The book shines as a comparative work, taking a deep dive into Luther and Calvin as representative strains of Protestant eucharistic theology. Luther tilted toward the realist side and in so doing “lost his grip on the sacramental nature of the Eucharist when he ignored the significatory value of the bread and the wine.” Calvin, though often inaccurately lumped with Zwingli, invokes the Holy Spirit to describe how Christ is present both in heaven and in the elements.
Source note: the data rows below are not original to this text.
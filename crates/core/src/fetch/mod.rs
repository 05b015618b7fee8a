//! Cancellable catalog requests.
//!
//! A [`CancellableFetcher`] runs at most one live request for one logical
//! operation (the search box, the detail pane). Starting a new request cancels
//! the previous one. Finished requests are posted back to the owner as a
//! [`Completion`] tagged with the [`RequestEpoch`] they were issued under, and
//! [`CancellableFetcher::accept`] only hands back the result of the live epoch.
//!
//! Aborting the spawned task is best effort: the remote call may still finish
//! on the wire. Epoch matching is what keeps a superseded response out of
//! controller state.

use std::fmt;
use std::future::Future;
use std::sync::atomic::{AtomicBool, Ordering};
use std::sync::Arc;

use tokio::task::AbortHandle;
use tracing::debug;

use crate::external_catalog::CatalogError;
use crate::metrics::{
    CATALOG_REQUESTS_CANCELLED, CATALOG_REQUESTS_STARTED, CATALOG_REQUEST_OUTCOMES,
    STALE_COMPLETIONS,
};

/// Monotonic token identifying one request cycle of a fetcher.
#[derive(Debug, Clone, Copy, PartialEq, Eq, PartialOrd, Ord, Hash)]
pub struct RequestEpoch(u64);

impl RequestEpoch {
    pub fn value(self) -> u64 {
        self.0
    }
}

impl fmt::Display for RequestEpoch {
    fn fmt(&self, f: &mut fmt::Formatter<'_>) -> fmt::Result {
        write!(f, "#{}", self.0)
    }
}

/// Outcome of a finished request, as posted back to the owner.
#[derive(Debug)]
pub struct Completion<T> {
    pub epoch: RequestEpoch,
    pub result: Result<T, CatalogError>,
}

/// Where finished requests are delivered.
pub type CompletionSink<T> = Arc<dyn Fn(Completion<T>) + Send + Sync>;

struct CancelState {
    cancelled: Arc<AtomicBool>,
    abort: AbortHandle,
}

/// Handle to one in-flight request.
///
/// Cancelling before completion guarantees the request's completion is never
/// posted (or, if it raced the cancel, never accepted).
#[derive(Clone)]
pub struct CancelHandle {
    epoch: RequestEpoch,
    state: Arc<CancelState>,
}

impl CancelHandle {
    pub fn epoch(&self) -> RequestEpoch {
        self.epoch
    }

    pub fn cancel(&self) {
        self.state.cancelled.store(true, Ordering::SeqCst);
        self.state.abort.abort();
    }

    pub fn is_cancelled(&self) -> bool {
        self.state.cancelled.load(Ordering::SeqCst)
    }
}

impl fmt::Debug for CancelHandle {
    fn fmt(&self, f: &mut fmt::Formatter<'_>) -> fmt::Result {
        f.debug_struct("CancelHandle")
            .field("epoch", &self.epoch)
            .field("cancelled", &self.is_cancelled())
            .finish()
    }
}

/// Issues requests for one logical operation, keeping only the newest live.
pub struct CancellableFetcher<T> {
    operation: &'static str,
    next_epoch: u64,
    live: Option<CancelHandle>,
    sink: CompletionSink<T>,
}

impl<T: Send + 'static> CancellableFetcher<T> {
    /// Create a fetcher that posts completions into `sink`.
    pub fn new(operation: &'static str, sink: CompletionSink<T>) -> Self {
        Self {
            operation,
            next_epoch: 0,
            live: None,
            sink,
        }
    }

    /// Cancel the live request (if any) and spawn `request` as the new one.
    ///
    /// Must be called from within a tokio runtime.
    pub fn start<F>(&mut self, request: F) -> CancelHandle
    where
        F: Future<Output = Result<T, CatalogError>> + Send + 'static,
    {
        self.cancel();

        self.next_epoch += 1;
        let epoch = RequestEpoch(self.next_epoch);

        let cancelled = Arc::new(AtomicBool::new(false));
        let task_cancelled = Arc::clone(&cancelled);
        let sink = Arc::clone(&self.sink);

        let task = tokio::spawn(async move {
            let result = request.await;
            if !task_cancelled.load(Ordering::SeqCst) {
                sink(Completion { epoch, result });
            }
        });

        let handle = CancelHandle {
            epoch,
            state: Arc::new(CancelState {
                cancelled,
                abort: task.abort_handle(),
            }),
        };

        debug!(operation = self.operation, %epoch, "request started");
        CATALOG_REQUESTS_STARTED
            .with_label_values(&[self.operation])
            .inc();

        self.live = Some(handle.clone());
        handle
    }
}

impl<T> CancellableFetcher<T> {
    /// Cancel the live request. Returns whether one was in flight.
    pub fn cancel(&mut self) -> bool {
        match self.live.take() {
            Some(handle) => {
                handle.cancel();
                debug!(operation = self.operation, epoch = %handle.epoch, "request cancelled");
                CATALOG_REQUESTS_CANCELLED
                    .with_label_values(&[self.operation])
                    .inc();
                true
            }
            None => false,
        }
    }

    /// Hand back the result if `completion` belongs to the live request.
    ///
    /// Accepting settles the fetcher; anything else is stale and dropped.
    pub fn accept(&mut self, completion: Completion<T>) -> Option<Result<T, CatalogError>> {
        let is_live = self
            .live
            .as_ref()
            .is_some_and(|live| live.epoch == completion.epoch && !live.is_cancelled());

        if !is_live {
            debug!(
                operation = self.operation,
                epoch = %completion.epoch,
                "discarding stale completion"
            );
            STALE_COMPLETIONS
                .with_label_values(&[self.operation])
                .inc();
            return None;
        }

        self.live = None;
        let outcome = match &completion.result {
            Ok(_) => "success",
            Err(e) => e.kind(),
        };
        CATALOG_REQUEST_OUTCOMES
            .with_label_values(&[self.operation, outcome])
            .inc();
        Some(completion.result)
    }

    /// Whether a request is live (started, not yet accepted or cancelled).
    pub fn is_in_flight(&self) -> bool {
        self.live.is_some()
    }

    /// Epoch of the live request.
    pub fn live_epoch(&self) -> Option<RequestEpoch> {
        self.live.as_ref().map(|h| h.epoch)
    }
}

impl<T> Drop for CancellableFetcher<T> {
    fn drop(&mut self) {
        if let Some(handle) = self.live.take() {
            handle.cancel();
        }
    }
}
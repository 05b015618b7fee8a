//! Query-driven catalog search.
//!
//! [`SearchController`] turns each query revision into at most one live
//! catalog request and exposes the small state machine views render:
//!
//! ```text
//! idle --(query long enough)--> loading --(results)------> success
//!                                   |  \--(not found)----> error
//!                                   |   \-(failure)------> error
//!                                   \--(newer query)-----> loading
//! any --(query too short)--> idle
//! ```

use std::sync::Arc;

use serde::Serialize;
use tracing::{debug, warn};

use crate::external_catalog::{Catalog, SearchResult};
use crate::fetch::{CancellableFetcher, Completion, CompletionSink};

/// Search state as seen by views.
#[derive(Debug, Clone, Copy, PartialEq, Eq, Serialize)]
#[serde(rename_all = "snake_case")]
pub enum SearchStatus {
    Idle,
    Loading,
    Success,
    Error,
}

/// Everything a view needs to render the result list.
#[derive(Debug, Clone, PartialEq, Serialize)]
pub struct SearchSnapshot {
    pub query: String,
    pub status: SearchStatus,
    pub results: Vec<SearchResult>,
    pub error_message: Option<String>,
}

impl Default for SearchSnapshot {
    fn default() -> Self {
        Self {
            query: String::new(),
            status: SearchStatus::Idle,
            results: Vec::new(),
            error_message: None,
        }
    }
}

/// Owns the query and drives one cancellable search fetcher.
pub struct SearchController {
    catalog: Arc<dyn Catalog>,
    min_query_len: usize,
    query: String,
    status: SearchStatus,
    results: Vec<SearchResult>,
    error_message: Option<String>,
    fetcher: CancellableFetcher<Vec<SearchResult>>,
}

impl SearchController {
    pub fn new(
        catalog: Arc<dyn Catalog>,
        min_query_len: usize,
        sink: CompletionSink<Vec<SearchResult>>,
    ) -> Self {
        Self {
            catalog,
            min_query_len,
            query: String::new(),
            status: SearchStatus::Idle,
            results: Vec::new(),
            error_message: None,
            fetcher: CancellableFetcher::new("search", sink),
        }
    }

    /// Replace the query. Returns whether a catalog request was started.
    ///
    /// Any request issued for an earlier query is cancelled either way.
    pub fn set_query(&mut self, query: impl Into<String>) -> bool {
        self.query = query.into();
        self.fetcher.cancel();
        self.results.clear();
        self.error_message = None;

        let trimmed = self.query.trim();
        if trimmed.chars().count() < self.min_query_len {
            debug!(query = %self.query, "Query too short, not searching");
            self.status = SearchStatus::Idle;
            return false;
        }

        let catalog = Arc::clone(&self.catalog);
        let text = trimmed.to_string();
        debug!(query = %text, "Searching catalog");
        self.fetcher
            .start(async move { catalog.search(&text).await });
        self.status = SearchStatus::Loading;
        true
    }

    /// Apply a finished search. Returns whether state changed.
    pub fn apply(&mut self, completion: Completion<Vec<SearchResult>>) -> bool {
        let Some(result) = self.fetcher.accept(completion) else {
            return false;
        };

        match result {
            Ok(results) => {
                debug!(query = %self.query, count = results.len(), "Search succeeded");
                self.results = results;
                self.error_message = None;
                self.status = SearchStatus::Success;
            }
            Err(e) => {
                warn!(query = %self.query, "Search failed: {}", e);
                self.results.clear();
                self.error_message = Some(e.user_message().to_string());
                self.status = SearchStatus::Error;
            }
        }
        true
    }

    pub fn query(&self) -> &str {
        &self.query
    }

    pub fn status(&self) -> SearchStatus {
        self.status
    }

    pub fn results(&self) -> &[SearchResult] {
        &self.results
    }

    pub fn error_message(&self) -> Option<&str> {
        self.error_message.as_deref()
    }

    pub fn is_loading(&self) -> bool {
        self.status == SearchStatus::Loading
    }

    pub fn result_count(&self) -> usize {
        self.results.len()
    }

    pub fn snapshot(&self) -> SearchSnapshot {
        SearchSnapshot {
            query: self.query.clone(),
            status: self.status,
            results: self.results.clone(),
            error_message: self.error_message.clone(),
        }
    }
}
But Calvin ultimately fails to distinguish if or how “the Sacrament actually offers us something or only confirms that we possess it already.” For Salkeld, transubstantiation, with its careful distinguishment between the real substance of Christ present and the symbolic power of the bread and wine, is the cure for what ails Protestant eucharistic theology.

With the earnest ambition of a true ecumenist, Salkeld shares his wish list at the end of the book. “Transubstantiation need not be an ecumenical stumbling block,” concludes Salkeld. Instead, he holds three noble hopes: that Christians will realize that ecumenical agreements on the Eucharist are “not a fudge” but stand on authentic shared convictions; that “ecumenists may be emboldened to treat the question of transubstantiation head-on;” and that “clarity and consensus” on transubstantiation can “spur ecumenical hope.”

Whether Salkeld’s ecumenical hope can be realized or not, this book makes clear that transubstantiation deserves more than to be just waved away by skeptical Protestants and Evangelicals. As Salkeld demonstrates, transubstantiation is a compelling and authentic expression of fides quaerens intellectum.